Dude. That's a nice chum. I still have to land one that's worthy of eating. And speaking of coho, I think Charles is cursed this year. He still have not landed one. As for me, they've been hammering my flies!


----------



## charles

I am bringing my gear rod out next trip and some nice roe...


----------



## m_class2g

i havent been out much this yr, just my 2nd time. been too busy with work etc but managed to land a nice coho 2 weeks back! ill be out this coming sunday. hopefully ill hook into some nice fish again!


----------



## Johnnyfishtanks

there's alot of coho out there . but not as good as last year, they are always a little spooked when there's pinks around and the pinks were late this year .


----------



## gmachine19

getting a little desperate eh charles?


----------



## samw

gmachine19 said:


> Dude. That's a nice chum. I still have to land one that's worthy of eating. And speaking of coho, I think Charles is cursed this year. He still have not landed one. As for me, they've been hammering my flies!


Yes, 4 thumbs up from family members plus myself. We ate some this evening. I was happy with the firmness of the meat.

Here's a pic of the chum meat and also a pink I caught in Richmond earlier last month Sept 14th.


----------



## charles

finally, I have to bring out my gear rod with roe to get the hatchery coho monkey off my back...

Now I can enjoy and play with flyrod for the rest of the season...


----------



## gmachine19

charles said:


> finally, I have to bring out my gear rod with roe to get the hatchery coho monkey off my back...
> 
> Now I can enjoy and play with flyrod for the rest of the season...


Do you want me to post the pic Charles?

I almost got skunked today. Water was too low. BUT! I caught my very first bull trout! On my home made colorado too! It's so exciting to hook into new fish. They fight way stronger than stocked rainbows lol!

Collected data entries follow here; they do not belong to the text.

use crate::utils::format_emoji;

/// User-facing notices raised by the cache.
pub trait Notifier: Send {
    /// Fired at most once per session, the first time a draw finds no usable
    /// credential.
    fn missing_credential(&self);

    fn seeds_fetched(&self, values: &[f64]);
}

#[derive(Debug, Default, Clone, Copy)]
pub struct LogNotifier;

impl Notifier for LogNotifier {
    fn missing_credential(&self) {
        log::warn!("TrueRNG is missing an API key in its settings; falling back to the built-in generator");
    }

    fn seeds_fetched(&self, values: &[f64]) {
        log::info!("{}", seed_report(values));
    }
}

/// One-line summary of a freshly fetched batch.
pub fn seed_report(values: &[f64]) -> String {
    let list = values
        .iter()
        .map(|v| v.to_string())
        .collect::<Vec<_>>()
        .join(", ");
    format!(
        "{} Seeds fetched ({} from random.org): {list}",
        format_emoji("🎲", 2),
        values.len()
    )
}
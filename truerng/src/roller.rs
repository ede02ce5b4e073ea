use rand::{Rng, SeedableRng, rngs::StdRng};

/// The host's built-in pseudo-random generator, used whenever true random
/// values are unavailable or disabled.
#[derive(Debug, Clone)]
pub struct Roller {
    rng: StdRng,
}

impl Roller {
    #[allow(clippy::new_without_default)]
    pub fn new() -> Self {
        let rng = StdRng::from_os_rng();
        Roller { rng }
    }

    pub fn from_seed(seed: u64) -> Self {
        let rng = StdRng::seed_from_u64(seed);
        Roller { rng }
    }

    pub fn uniform(&mut self) -> f64 {
        self.rng.random::<f64>()
    }

    pub fn into_fallback(mut self) -> Box<dyn FnMut() -> f64 + Send> {
        Box::new(move || self.uniform())
    }

    #[cfg(test)]
    pub fn test_rng() -> Self {
        Self::from_seed(42)
    }
}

It's a good 8". Released after photo of course. This guy was nice and fat. Must be feeding on lots of small salmon lol. Gorgeous markings too. 









And as the season closed 2 days ago. I landed my cleanest chum yet. On my fly. Using a black fly. Still don't know what it's called. Sorry for the crap pic. I was in the middle of the river.


----------



## big_bubba_B

i did lots of fishing this summer lots of streams and lakes around rocky now that i have 2 quads.my gf and i stopped at alot of treams and had no problem getting some nice brook trout and at cow lake alberta her nephew and i got some realy big pike


----------



## gmachine19

That's one more fish I want to fight. A nice big pike!


----------



## samw

gmachine19 said:


> I almost got skunked today. Water was too low. BUT! I caught my very first bull trout! On my home made colorado too! It's so exciting to hook into new fish. They fight way stronger than stocked rainbows lol!
> 
> It's a good 8". Released after photo of course. This guy was nice and fat. Must be feeding on lots of small salmon lol. Gorgeous markings too.
> And as the season closed 2 days ago. I landed my cleanest chum yet. On my fly. Using a black fly. Still don't know what it's called. Sorry for the crap pic. I was in the middle of the river.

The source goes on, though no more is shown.